[ASSIGNMENT]:
The answer must be a single number: the count of lines in these records that hold "LogLevel".

══════════

use criterion::{BenchmarkId, Criterion, black_box, criterion_group, criterion_main};
use detector::{BoundingBox, Detection, DetectionBatch};
use fusion::{IouThreshold, fuse_with};

const LABELS: [&str; 5] = ["person", "car", "truck", "dog", "bicycle"];

/// Two models reporting on the same scene with jittered boxes
fn scene(objects: usize) -> Vec<DetectionBatch> {
    let mut rng = fastrand::Rng::with_seed(42);
    let truth: Vec<_> = (0..objects)
        .map(|i| {
            let x = rng.f32() * 600.0;
            let y = rng.f32() * 400.0;
            (i % LABELS.len(), x, y)
        })
        .collect();

    (0..2)
        .map(|_| {
            truth
                .iter()
                .map(|&(class_index, x, y)| {
                    let jitter = rng.f32() * 4.0;
                    Detection {
                        bbox: BoundingBox::new(x + jitter, y, x + 40.0 + jitter, y + 80.0),
                        class_index,
                        label: LABELS[class_index].to_string(),
                        confidence: 0.3 + rng.f32() * 0.7,
                    }
                })
                .collect()
        })
        .collect()
}

fn benchmark_fuse(c: &mut Criterion) {
    let mut group = c.benchmark_group("fuse");
    let threshold = IouThreshold::new(0.5).unwrap();

    let object_counts = [
        (0, "empty"),
        (5, "few_objects"),
        (20, "typical_scene"),
        (100, "crowded_scene"),
    ];

    for (count, label) in object_counts {
        let batches = scene(count);

        group.bench_with_input(BenchmarkId::new("two_models", label), &batches, |b, batches| {
            b.iter(|| fuse_with(black_box(batches.clone()), threshold))
        });
    }

    group.finish();
}

criterion_group!(benches, benchmark_fuse);
criterion_main!(benches);
use crate::config::{Environment, LogLevel};
use opentelemetry::KeyValue;
use opentelemetry::global;
use opentelemetry::trace::TracerProvider as _;
use opentelemetry_otlp::WithExportConfig;
use opentelemetry_sdk::{
    Resource,
    metrics::{PeriodicReader, SdkMeterProvider},
    propagation::TraceContextPropagator,
    trace::{Sampler, SdkTracerProvider},
};
use std::time::Duration;

const METRIC_EXPORT_INTERVAL: Duration = Duration::from_secs(10);

/// Owns the OTLP trace and metric pipelines; flushes and shuts them down on drop.
///
/// Must be created from inside a Tokio runtime.
///
/// # Example
/// ```ignore
/// let _telemetry = TelemetryGuard::init("gateway", "http://localhost:4317", LogLevel::Info, Environment::Production)?;
/// ```
pub struct TelemetryGuard {
    tracer_provider: SdkTracerProvider,
    meter_provider: SdkMeterProvider,
}

impl TelemetryGuard {
    /// Install OTLP exporters and the global tracing subscriber.
    ///
    /// The subscriber is the same one [`crate::setup_logging`] builds, plus a
    /// `tracing-opentelemetry` layer bridging spans to the exporter.
    pub fn init(
        service_name: &str,
        endpoint: &str,
        log_level: LogLevel,
        environment: Environment,
    ) -> anyhow::Result<Self> {
        global::set_text_map_propagator(TraceContextPropagator::new());

        let resource = Resource::builder()
            .with_attributes([
                KeyValue::new(
                    opentelemetry_semantic_conventions::attribute::SERVICE_NAME,
                    service_name.to_string(),
                ),
                KeyValue::new(
                    opentelemetry_semantic_conventions::attribute::SERVICE_VERSION,
                    env!("CARGO_PKG_VERSION"),
                ),
                KeyValue::new("deployment.environment", environment.as_str()),
            ])
            .build();

        let span_exporter = opentelemetry_otlp::SpanExporter::builder()
            .with_tonic()
            .with_endpoint(endpoint)
            .build()?;

        let tracer_provider = SdkTracerProvider::builder()
            .with_resource(resource.clone())
            .with_sampler(Sampler::ParentBased(Box::new(Sampler::AlwaysOn)))
            .with_batch_exporter(span_exporter)
            .build();

        global::set_tracer_provider(tracer_provider.clone());

        let metric_exporter = opentelemetry_otlp::MetricExporter::builder()
            .with_tonic()
            .with_endpoint(endpoint)
            .build()?;

        let reader = PeriodicReader::builder(metric_exporter)
            .with_interval(METRIC_EXPORT_INTERVAL)
            .build();

        let meter_provider = SdkMeterProvider::builder()
            .with_resource(resource)
            .with_reader(reader)
            .build();

        global::set_meter_provider(meter_provider.clone());

        let otel_layer = tracing_opentelemetry::layer()
            .with_tracer(tracer_provider.tracer(service_name.to_string()));

        crate::logging::init_subscriber(log_level, environment, Some(otel_layer));

        tracing::info!(service_name, endpoint, "OpenTelemetry export enabled");

        Ok(Self {
            tracer_provider,
            meter_provider,
        })
    }
}

impl Drop for TelemetryGuard {
    fn drop(&mut self) {
        if let Err(e) = self.tracer_provider.shutdown() {
            eprintln!("Failed to shutdown tracer provider: {:?}", e);
        }
        if let Err(e) = self.meter_provider.shutdown() {
            eprintln!("Failed to shutdown meter provider: {:?}", e);
        }
    }
}

/// Creates an info-level span and enters it.
#[macro_export]
macro_rules! span {
    ($name:literal) => {
        tracing::info_span!($name).entered()
    };
}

══════════

[FINISHED TASK]:
3